CSV column conventions:

  • SNV: Tumor_Sample_Barcode, Chromosome (no chr prefix), Start_Position, Reference_Allele, Tumor_Seq_Allele2, plus either vaf or both t_alt_count + t_ref_count. Single-base substitutions only.
  • CNA: Tumor_Sample_Barcode, Chromosome, Start, End, Segment_Mean (log2 ratio); optional LOH column triggers the with-LoH variant.

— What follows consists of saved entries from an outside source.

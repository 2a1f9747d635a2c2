//! Read-only table metadata.
//!
//! The catalog is loaded once at construction through a [`SchemaLoader`]
//! and handed out to callers building statements. The router never routes
//! on it.

use std::collections::HashMap;
use std::sync::Arc;

use crate::connection::Engine;
use crate::error::{ConnectionError, RouterError};

/// A table column.
#[derive(Debug, Clone, PartialEq, Eq)]
pub struct Column {
    /// Column name.
    pub name: String,
    /// Database type name as reported by the server.
    pub data_type: String,
    /// Whether the column accepts `NULL`.
    pub nullable: bool,
    /// Whether the column is part of the primary key.
    pub primary_key: bool,
}

impl Column {
    /// Create a nullable, non-key column.
    #[must_use]
    pub fn new(name: impl Into<String>, data_type: impl Into<String>) -> Self {
        Self {
            name: name.into(),
            data_type: data_type.into(),
            nullable: true,
            primary_key: false,
        }
    }

    /// Mark the column as part of the primary key (implies `NOT NULL`).
    #[must_use]
    pub fn primary_key(mut self) -> Self {
        self.primary_key = true;
        self.nullable = false;
        self
    }

    /// Mark the column `NOT NULL`.
    #[must_use]
    pub fn not_null(mut self) -> Self {
        self.nullable = false;
        self
    }
}

/// Schema of one table.
#[derive(Debug, Clone, PartialEq, Eq)]
pub struct TableSchema {
    /// Table name.
    pub name: String,
    /// Columns in declaration order.
    pub columns: Vec<Column>,
}

impl TableSchema {
    /// Create a table schema.
    #[must_use]
    pub fn new(name: impl Into<String>, columns: Vec<Column>) -> Self {
        Self {
            name: name.into(),
            columns,
        }
    }

    /// Look up a column by name.
    #[must_use]
    pub fn column(&self, name: &str) -> Option<&Column> {
        self.columns.iter().find(|c| c.name == name)
    }

    /// Primary key columns.
    pub fn primary_key(&self) -> impl Iterator<Item = &Column> {
        self.columns.iter().filter(|c| c.primary_key)
    }
}

/// Name to table lookup.
#[derive(Debug, Clone, Default)]
pub struct Catalog {
    tables: HashMap<String, Arc<TableSchema>>,
}

impl Catalog {
    /// Build a catalog from loaded tables. Later duplicates win.
    #[must_use]
    pub fn new(tables: impl IntoIterator<Item = TableSchema>) -> Self {
        Self {
            tables: tables
                .into_iter()
                .map(|t| (t.name.clone(), Arc::new(t)))
                .collect(),
        }
    }

    /// Look up a table by name.
    pub fn table(&self, name: &str) -> Result<Arc<TableSchema>, RouterError> {
        self.tables
            .get(name)
            .cloned()
            .ok_or_else(|| RouterError::UnknownTable(name.to_string()))
    }

    /// Table names, sorted.
    #[must_use]
    pub fn table_names(&self) -> Vec<&str> {
        let mut names: Vec<&str> = self.tables.keys().map(String::as_str).collect();
        names.sort_unstable();
        names
    }

    /// Number of tables.
    #[must_use]
    pub fn len(&self) -> usize {
        self.tables.len()
    }

    /// Check if the catalog is empty.
    #[must_use]
    pub fn is_empty(&self) -> bool {
        self.tables.is_empty()
    }
}

/// Reflects table metadata through a connection.
#[async_trait::async_trait]
pub trait SchemaLoader: Send + Sync {
    /// Load every table visible to `engine`.
    async fn load(&self, engine: &Engine) -> Result<Vec<TableSchema>, ConnectionError>;
}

When to set quantile_normalize_to_tcga=True

TESSERA was pretrained on TCGA whole-exome ABSOLUTE Segment_Means (median 0.000, IQR [0, +0.51]). Inputs whose log2-ratio distribution differs should be rank-mapped onto the TCGA reference before inference.

Input type Setting Why
TCGA-like whole-exome ABSOLUTE False (default) Same distribution the model was pretrained on.
Panel sequencing (MSK-IMPACT, MSK-CHORD, GENIE) True Panel coverage compresses log2-ratios toward zero (KS = 0.38 vs TCGA).
Cell-line data (DepMap, CCLE) True Raw log2-ratios are right-shifted; DepMap median ≈ +1.0 vs TCGA's 0.0 (KS = 0.72).

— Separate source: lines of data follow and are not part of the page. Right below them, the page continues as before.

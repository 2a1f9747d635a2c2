//! Reconnect-and-retry for disconnect-class failures.
//!
//! On each disconnect the bound engine re-establishes itself from its
//! descriptor, the fresh handle is published to the selector, and the
//! operation runs again on it. A call with a budget of `n` retries executes
//! at most `n + 1` times.

use std::borrow::Cow;
use std::fmt;
use std::future::Future;

use crate::connection::{ConnectionFactory, EngineHandle};
use crate::error::{ConnectionError, RouterError};
use crate::router::RoutingContext;
use crate::selector::EngineSelector;

/// Identity of a routed call, used in logs and errors.
///
/// Renders as `component:operation`.
#[derive(Debug, Clone, PartialEq, Eq)]
pub struct CallIdentity {
    component: Cow<'static, str>,
    operation: Cow<'static, str>,
}

impl CallIdentity {
    /// Create a call identity.
    #[must_use]
    pub fn new(
        component: impl Into<Cow<'static, str>>,
        operation: impl Into<Cow<'static, str>>,
    ) -> Self {
        Self {
            component: component.into(),
            operation: operation.into(),
        }
    }

    /// Calling component.
    #[must_use]
    pub fn component(&self) -> &str {
        &self.component
    }

    /// Operation name.
    #[must_use]
    pub fn operation(&self) -> &str {
        &self.operation
    }
}

impl Default for CallIdentity {
    fn default() -> Self {
        Self::new("replica_router", "execute")
    }
}

impl fmt::Display for CallIdentity {
    fn fmt(&self, f: &mut fmt::Formatter<'_>) -> fmt::Result {
        write!(f, "{}:{}", self.component, self.operation)
    }
}

/// Bounded retry on disconnect-class failures.
#[derive(Debug, Clone, Copy, PartialEq, Eq)]
pub struct RetryPolicy {
    max_retries: u32,
}

impl RetryPolicy {
    /// Create a policy allowing `max_retries` retries.
    ///
    /// Fails with [`RouterError::InvalidConfig`] when `max_retries` is zero.
    pub fn new(max_retries: u32) -> Result<Self, RouterError> {
        if max_retries == 0 {
            return Err(RouterError::InvalidConfig(
                "retry budget must be greater than 0".into(),
            ));
        }
        Ok(Self { max_retries })
    }

    /// Retry budget.
    #[must_use]
    pub fn max_retries(&self) -> u32 {
        self.max_retries
    }

    /// Run `op` against the context's engine, reconnecting on disconnects.
    ///
    /// Failures that are not disconnect-class are returned on first
    /// occurrence. When the budget runs out the last disconnect is wrapped
    /// in [`RouterError::RetryExhausted`].
    pub(crate) async fn run<T, F, Fut>(
        &self,
        call: &CallIdentity,
        context: &mut RoutingContext<'_>,
        selector: &EngineSelector,
        factory: &dyn ConnectionFactory,
        mut op: F,
    ) -> Result<T, RouterError>
    where
        F: FnMut(EngineHandle) -> Fut,
        Fut: Future<Output = Result<T, ConnectionError>>,
    {
        let pool = context.pool();
        let mut attempts = 0;

        loop {
            let engine = context.engine();
            let err = match op(EngineHandle::clone(&engine)).await {
                Ok(value) => return Ok(value),
                Err(err) if !err.is_disconnect() => {
                    return Err(RouterError::Connection { pool, source: err });
                }
                Err(err) => err,
            };

            attempts += 1;
            tracing::warn!(
                call = %call,
                pool = %pool,
                slot = engine.slot(),
                attempt = attempts,
                max_retries = self.max_retries,
                error = %err,
                "connection lost, reconnecting"
            );

            let last_error = match engine.reconnect(factory).await {
                Ok(fresh) => {
                    if selector.replace(pool, &engine, EngineHandle::clone(&fresh)) {
                        engine.close().await;
                        context.rebind(fresh);
                    } else {
                        // a concurrent call already refreshed this slot
                        fresh.close().await;
                        if let Some(current) = selector.slot(pool, engine.slot()) {
                            context.rebind(current);
                        }
                    }
                    err
                }
                Err(reconnect_err) if reconnect_err.is_disconnect() => {
                    tracing::warn!(
                        call = %call,
                        pool = %pool,
                        slot = engine.slot(),
                        error = %reconnect_err,
                        "reconnect failed"
                    );
                    reconnect_err
                }
                Err(reconnect_err) => {
                    return Err(RouterError::Connection {
                        pool,
                        source: reconnect_err,
                    });
                }
            };

            if attempts > self.max_retries {
                tracing::error!(
                    call = %call,
                    pool = %pool,
                    retries = self.max_retries,
                    error = %last_error,
                    "server has gone away, retry budget exhausted"
                );
                return Err(RouterError::RetryExhausted {
                    call: call.clone(),
                    pool,
                    retries: self.max_retries,
                    attempts,
                    last_error,
                });
            }
        }
    }
}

The bundled reference (tessera/data/cna_sorted.npy, 7 MB, 1.8 M segments) is loaded automatically when True. The helper tessera.data.preprocessing.quantile_normalize_to_tcga is also exposed if you'd rather pre-normalize.

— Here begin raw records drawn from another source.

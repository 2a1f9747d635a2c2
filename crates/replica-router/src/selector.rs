//! Master and replica pools with random selection.
//!
//! Each pool sits behind its own `RwLock`. Selection clones an `Arc` under a
//! read lock; replacement swaps one slot under a write lock. Neither lock is
//! held across an `.await`, so callers see either the old or the new handle
//! for a slot and never anything in between.

use std::fmt;
use std::sync::Arc;

use parking_lot::RwLock;
use rand::Rng;

use crate::connection::EngineHandle;
use crate::error::RouterError;

/// Pool a call is routed to.
#[derive(Debug, Clone, Copy, PartialEq, Eq, Hash)]
pub enum PoolKind {
    /// Writable primaries.
    Master,
    /// Read-only secondaries.
    Replica,
    /// Union of both pools.
    Any,
}

impl PoolKind {
    /// Lowercase name used in logs and errors.
    #[must_use]
    pub fn as_str(&self) -> &'static str {
        match self {
            Self::Master => "master",
            Self::Replica => "replica",
            Self::Any => "any",
        }
    }
}

impl fmt::Display for PoolKind {
    fn fmt(&self, f: &mut fmt::Formatter<'_>) -> fmt::Result {
        f.write_str(self.as_str())
    }
}

/// Holds the master and replica pools.
#[derive(Debug, Default)]
pub struct EngineSelector {
    masters: RwLock<Vec<EngineHandle>>,
    replicas: RwLock<Vec<EngineHandle>>,
}

impl EngineSelector {
    /// Create a selector over the given pools.
    #[must_use]
    pub fn new(masters: Vec<EngineHandle>, replicas: Vec<EngineHandle>) -> Self {
        Self {
            masters: RwLock::new(masters),
            replicas: RwLock::new(replicas),
        }
    }

    /// Pick a master uniformly at random.
    pub fn get_master(&self) -> Result<EngineHandle, RouterError> {
        pick(&self.masters.read()).ok_or(RouterError::PoolExhausted {
            pool: PoolKind::Master,
        })
    }

    /// Pick a replica uniformly at random.
    pub fn get_replica(&self) -> Result<EngineHandle, RouterError> {
        pick(&self.replicas.read()).ok_or(RouterError::PoolExhausted {
            pool: PoolKind::Replica,
        })
    }

    /// Pick uniformly at random from the union of both pools.
    pub fn get_any(&self) -> Result<EngineHandle, RouterError> {
        let masters = self.masters.read();
        let replicas = self.replicas.read();
        let total = masters.len() + replicas.len();
        if total == 0 {
            return Err(RouterError::PoolExhausted {
                pool: PoolKind::Any,
            });
        }

        let idx = rand::thread_rng().gen_range(0..total);
        let engine = match masters.get(idx) {
            Some(engine) => engine,
            None => &replicas[idx - masters.len()],
        };
        Ok(Arc::clone(engine))
    }

    /// Pick from the pool named by `kind`.
    pub fn get(&self, kind: PoolKind) -> Result<EngineHandle, RouterError> {
        let engine = match kind {
            PoolKind::Master => self.get_master(),
            PoolKind::Replica => self.get_replica(),
            PoolKind::Any => self.get_any(),
        }?;
        tracing::trace!(pool = %kind, slot = engine.slot(), "engine selected");
        Ok(engine)
    }

    /// Swap the slot holding `old` for `new`.
    ///
    /// `PoolKind::Any` searches masters first, then replicas. Returns
    /// `false` without touching the pools when `old` is no longer present,
    /// which happens when a concurrent caller already refreshed the slot.
    pub fn replace(&self, kind: PoolKind, old: &EngineHandle, new: EngineHandle) -> bool {
        let replaced = match kind {
            PoolKind::Master => swap(&self.masters, old, new),
            PoolKind::Replica => swap(&self.replicas, old, new),
            PoolKind::Any => match swap(&self.masters, old, new) {
                Ok(()) => Ok(()),
                Err(new) => swap(&self.replicas, old, new),
            },
        }
        .is_ok();

        if replaced {
            tracing::trace!(pool = %kind, slot = old.slot(), "engine slot replaced");
        } else {
            tracing::trace!(pool = %kind, slot = old.slot(), "engine slot already replaced");
        }
        replaced
    }

    /// Handle currently occupying `slot`.
    ///
    /// `PoolKind::Any` searches masters first, then replicas.
    #[must_use]
    pub fn slot(&self, kind: PoolKind, slot: u64) -> Option<EngineHandle> {
        match kind {
            PoolKind::Master => find_slot(&self.masters, slot),
            PoolKind::Replica => find_slot(&self.replicas, slot),
            PoolKind::Any => {
                find_slot(&self.masters, slot).or_else(|| find_slot(&self.replicas, slot))
            }
        }
    }

    /// Number of masters.
    #[must_use]
    pub fn master_count(&self) -> usize {
        self.masters.read().len()
    }

    /// Number of replicas.
    #[must_use]
    pub fn replica_count(&self) -> usize {
        self.replicas.read().len()
    }

    /// Handles currently in the pool named by `kind`.
    #[must_use]
    pub fn snapshot(&self, kind: PoolKind) -> Vec<EngineHandle> {
        match kind {
            PoolKind::Master => self.masters.read().clone(),
            PoolKind::Replica => self.replicas.read().clone(),
            PoolKind::Any => {
                let mut all = self.masters.read().clone();
                all.extend(self.replicas.read().iter().cloned());
                all
            }
        }
    }
}

fn pick(pool: &[EngineHandle]) -> Option<EngineHandle> {
    if pool.is_empty() {
        return None;
    }
    let idx = rand::thread_rng().gen_range(0..pool.len());
    Some(Arc::clone(&pool[idx]))
}

fn find_slot(pool: &RwLock<Vec<EngineHandle>>, slot: u64) -> Option<EngineHandle> {
    pool.read().iter().find(|engine| engine.slot() == slot).cloned()
}

/// Swap `old` for `new`, handing `new` back if `old` is absent.
fn swap(
    pool: &RwLock<Vec<EngineHandle>>,
    old: &EngineHandle,
    new: EngineHandle,
) -> Result<(), EngineHandle> {
    let mut pool = pool.write();
    match pool.iter_mut().find(|slot| Arc::ptr_eq(slot, old)) {
        Some(slot) => {
            *slot = new;
            Ok(())
        }
        None => Err(new),
    }
}

#[cfg(test)]
#[allow(clippy::unwrap_used)]
mod tests {
    use super::*;
    use crate::connection::tests::{EchoFactory, engine};
    use std::collections::HashMap;

    async fn selector(masters: &[&str], replicas: &[&str]) -> (EngineSelector, EchoFactory) {
        let factory = EchoFactory::default();
        let mut slot = 0;
        let mut m = Vec::new();
        for url in masters {
            m.push(engine(slot, url, &factory).await);
            slot += 1;
        }
        let mut r = Vec::new();
        for url in replicas {
            r.push(engine(slot, url, &factory).await);
            slot += 1;
        }
        (EngineSelector::new(m, r), factory)
    }

    fn tally(selector: &EngineSelector, kind: PoolKind, n: usize) -> HashMap<String, usize> {
        let mut counts = HashMap::new();
        for _ in 0..n {
            let engine = selector.get(kind).unwrap();
            *counts.entry(engine.descriptor().url.clone()).or_insert(0) += 1;
        }
        counts
    }

    #[tokio::test]
    async fn test_empty_pools() {
        let (selector, _) = selector(&[], &[]).await;
        assert!(matches!(
            selector.get_master(),
            Err(RouterError::PoolExhausted { pool: PoolKind::Master })
        ));
        assert!(matches!(
            selector.get_replica(),
            Err(RouterError::PoolExhausted { pool: PoolKind::Replica })
        ));
        assert!(matches!(
            selector.get_any(),
            Err(RouterError::PoolExhausted { pool: PoolKind::Any })
        ));
    }

    #[tokio::test]
    async fn test_masters_only_any() {
        let (selector, _) = selector(&["m1"], &[]).await;
        assert!(selector.get_replica().is_err());
        assert_eq!(selector.get_any().unwrap().descriptor().url, "m1");
    }

    #[tokio::test]
    async fn test_get_any_is_uniform_over_union() {
        let (selector, _) = selector(&["m1"], &["r1", "r2"]).await;
        let counts = tally(&selector, PoolKind::Any, 3000);

        assert_eq!(counts.len(), 3);
        for url in ["m1", "r1", "r2"] {
            let n = counts[url];
            assert!((800..=1200).contains(&n), "{url} selected {n} times");
        }
    }

    #[tokio::test]
    async fn test_get_master_never_returns_replica() {
        let (selector, _) = selector(&["m1", "m2"], &["r1"]).await;
        let counts = tally(&selector, PoolKind::Master, 500);
        assert!(!counts.contains_key("r1"));
        assert!(counts["m1"] > 0 && counts["m2"] > 0);
    }

    #[tokio::test]
    async fn test_replace_swaps_slot() {
        let (selector, factory) = selector(&["m1"], &["r1"]).await;
        let old = selector.get_replica().unwrap();
        let fresh = old.reconnect(&factory).await.unwrap();

        assert!(selector.replace(PoolKind::Replica, &old, Arc::clone(&fresh)));
        let current = selector.snapshot(PoolKind::Replica);
        assert_eq!(current.len(), 1);
        assert!(Arc::ptr_eq(&current[0], &fresh));
        assert_eq!(selector.master_count(), 1);
    }

    #[tokio::test]
    async fn test_replace_missing_is_noop() {
        let (selector, factory) = selector(&["m1"], &["r1"]).await;
        let old = selector.get_master().unwrap();
        let first = old.reconnect(&factory).await.unwrap();
        let second = old.reconnect(&factory).await.unwrap();

        assert!(selector.replace(PoolKind::Master, &old, Arc::clone(&first)));
        // racing caller refreshed the same slot
        assert!(!selector.replace(PoolKind::Master, &old, second));
        assert!(Arc::ptr_eq(&selector.get_master().unwrap(), &first));
    }

    #[tokio::test]
    async fn test_slot_lookup_follows_replacement() {
        let (selector, factory) = selector(&["m1"], &["r1"]).await;
        let old = selector.get_replica().unwrap();
        assert_eq!(old.slot(), 1);
        let fresh = old.reconnect(&factory).await.unwrap();
        assert!(selector.replace(PoolKind::Replica, &old, Arc::clone(&fresh)));

        assert!(Arc::ptr_eq(&selector.slot(PoolKind::Replica, 1).unwrap(), &fresh));
        assert!(Arc::ptr_eq(&selector.slot(PoolKind::Any, 1).unwrap(), &fresh));
        assert!(selector.slot(PoolKind::Master, 1).is_none());
        assert_eq!(selector.slot(PoolKind::Any, 0).unwrap().descriptor().url, "m1");
    }

    #[tokio::test]
    async fn test_replace_any_searches_both_pools() {
        let (selector, factory) = selector(&["m1"], &["r1"]).await;
        let old = selector.get_replica().unwrap();
        let fresh = old.reconnect(&factory).await.unwrap();

        assert!(selector.replace(PoolKind::Any, &old, Arc::clone(&fresh)));
        assert!(Arc::ptr_eq(&selector.get_replica().unwrap(), &fresh));
    }

    #[tokio::test]
    async fn test_concurrent_replace_and_select() {
        let (selector, factory) = selector(&["m1", "m2"], &["r1", "r2"]).await;
        let selector = Arc::new(selector);
        let mut handles = Vec::new();

        for _ in 0..8 {
            let selector = Arc::clone(&selector);
            let fresh = selector.get_any().unwrap().reconnect(&factory).await.unwrap();
            handles.push(std::thread::spawn(move || {
                for _ in 0..200 {
                    let old = selector.get_any().unwrap();
                    selector.replace(PoolKind::Any, &old, Arc::clone(&fresh));
                    assert_eq!(selector.snapshot(PoolKind::Any).len(), 4);
                }
            }));
        }
        for handle in handles {
            handle.join().unwrap();
        }
        assert_eq!(selector.master_count(), 2);
        assert_eq!(selector.replica_count(), 2);
    }
}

Lower-level building blocks

from tessera import load_pretrained, lift_snv, lift_cna

model = load_pretrained("joint_snv_cna_noloh")          # download + instantiate
snv_df, _ = lift_snv(snv_df, from_assembly="GRCh38")    # identity for GRCh37
result = model.featurize(snv_df=snv_df, cna_df=cna_df)  # reuse without re-downloading

UCSC chain files for liftover are downloaded on first use to ~/.cache/pyliftover/; offline environments can supply a local file via chain_file= or the TESSERA_LIFTOVER_CHAIN env var.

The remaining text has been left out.